Наши данные показали, что изменчивость гена eNOS непосредственно влияет на развитие заболевания и прогрессирование его течения (рис. 4).

Рис. 4. Встречаемость аллелей и генотипов гена eNOS (C774T).

Отмечено, что в группе нормы встречаемость генотипов C774C, C774T и T774T составила 70,0; 22,5 и 7,5%. У исследуемых пациентов частота данного генотипа была равна 10,0; 36,7 и 53,3% в 1-й группе и 16,7; 33,3 и 48,2% во 2-й. При этом встречаемость аллелей C и T составила 81,3 и 18,7% в референсной выборке, 28,3 и 71,6% в группе сравнения и 33,3 и 66,7% в основной группе (см. рис. 4). Существенное отличие в частоте встречаемости полиморфной изменчивости T774T гена эндотелиальной NO-синтазы при ОП относительно нормы (p=0,001) позволяет предположить ее влияние в нарушении гомеостатической системы пациента, прогрессировании заболевания и развитии его тяжелой степени.

В то же время установлено, что распределение аллелей C и T генотипов C774C и T774T исследуемого гена имело сильную силу связи с референсным показателем как в группе сравнения (χ²=22,7, p=0,001), так и в основной группе (χ²=27,8, p=0,001). При этом частота патологического варианта полиморфизма T774T гена eNOS у пациентов 1-й группы составила 71,6% (C’=0,785) и 66,7% (C’=0,845) соответственно. Следовательно, мутация T774T, по-видимому, может оказывать патологическое действие на прогрессирование ОП.

При изучении сопряженности полиморфизма гена eNOS со звеньями гомеостатической системы установлено, что у пациентов с вариантом T774T зарегистрированы их статистически наиболее значимые изменения относительно аналогичных у больных с генотипами C774C и C774T на всех этапах наблюдения: ОАК и ЭКА ниже на 14,2—13,8 и 12,8—11,9% (p<0,05), содержание CD3+ и CD4+ больше на 15,4—13,8 и 13,7—11,8% (p<0,05), показатель микроциркуляции и индекс эффективности ниже на 13,8—11,8 и 12,6—10,9% (p<0,05).
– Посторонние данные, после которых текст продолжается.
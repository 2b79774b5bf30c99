use std::fmt;

use async_trait::async_trait;

use super::types::RawStation;
use crate::core::station::Position;

/// Errors that can occur while talking to a station data source.
#[derive(Debug)]
pub enum SourceError {
    /// Source misconfigured (bad URL, client could not be built).
    Config(String),
    /// Network-level failure (timeout, DNS, connection refused).
    Network(String),
    /// The API answered with a non-success status.
    Api { status: u16, message: String },
    /// The body was not a station list.
    Parse(String),
}

impl fmt::Display for SourceError {
    fn fmt(&self, f: &mut fmt::Formatter<'_>) -> fmt::Result {
        match self {
            SourceError::Config(msg) => write!(f, "config error: {msg}"),
            SourceError::Network(msg) => write!(f, "network error: {msg}"),
            SourceError::Api { status, message } => {
                write!(f, "API error (HTTP {status}): {message}")
            }
            SourceError::Parse(msg) => write!(f, "parse error: {msg}"),
        }
    }
}

impl std::error::Error for SourceError {}

/// Anything that can list the stations around a position.
#[async_trait]
pub trait StationSource: Send + Sync {
    /// Returns the name of the source, for logs.
    fn name(&self) -> &str;

    async fn fetch(&self, position: Position) -> Result<Vec<RawStation>, SourceError>;
}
Необходимо отметить, что раннее применение комплексного метода лечения (стандартная + клеточная терапия) способствовало сравнительно быстрому восстановлению системы гомеостаза, особенно у пациентов с генотипом T774T. Результаты сравнительного теста показали, что интенсивные нарушения системы гомеостаза зарегистрированы в основном у больных группы сравнения (хирургические вмешательства) по сравнению с пациентами основной группы (с МСК). В 1-й группе выявлено, что уровень токсемического поражения более выражен на 3-и и 7-е сутки (ОКА и ЭКА были ниже на 11,1 и 13,5 и 12,5 и 14,2%, p<0,05), в то же время иммунный дисбаланс (уровни CD3+, CD4+, α1- и β-глобулинов были выше на 11,7 и 12,9; 10,2 и 11,8, 10,1 и 10,9; 11,3 и 12,7%, p<0,05) и микроциркуляторные расстройства (показатель микроциркуляции и индекс эффективности микроциркуляции были ниже на 13,8 и 15,8, и 10,5 и 11,8%, p<0,05) были более выражены.

Заключение

Ранний период ОП тяжелой степени сопровождается значительными расстройствами системы гомеостаза: развитие эндогенной интоксикации, дисбаланс иммунной системы, выраженные нарушения регионарной микроциркуляции.

Генетический анализ показал, что полиморфный генотип (T774T) гена эндотелиальной NO-синтазы часто (66,7—71,6%, p=0,001) встречается у пациентов с тяжелой формой ОП, у которых наблюдают наиболее выраженные гомеостатические изменения (p<0,05).

Включение МСК в состав стандартной терапии на ранней фазе ОП тяжелой степени позволяет целенаправленно и сравнительно быстро воздействовать на патологические процессы гомеостаза, ингибируя токсемические явления, восстанавливая иммунную реакцию и улучшая показатели микроциркуляторной системы. Особенно ярко положительное терапевтическое воздействие МСК наблюдается у больных с патологической мутацией гена eNOS (T774T).

Автор заявляет об отсутствии конфликта интересов.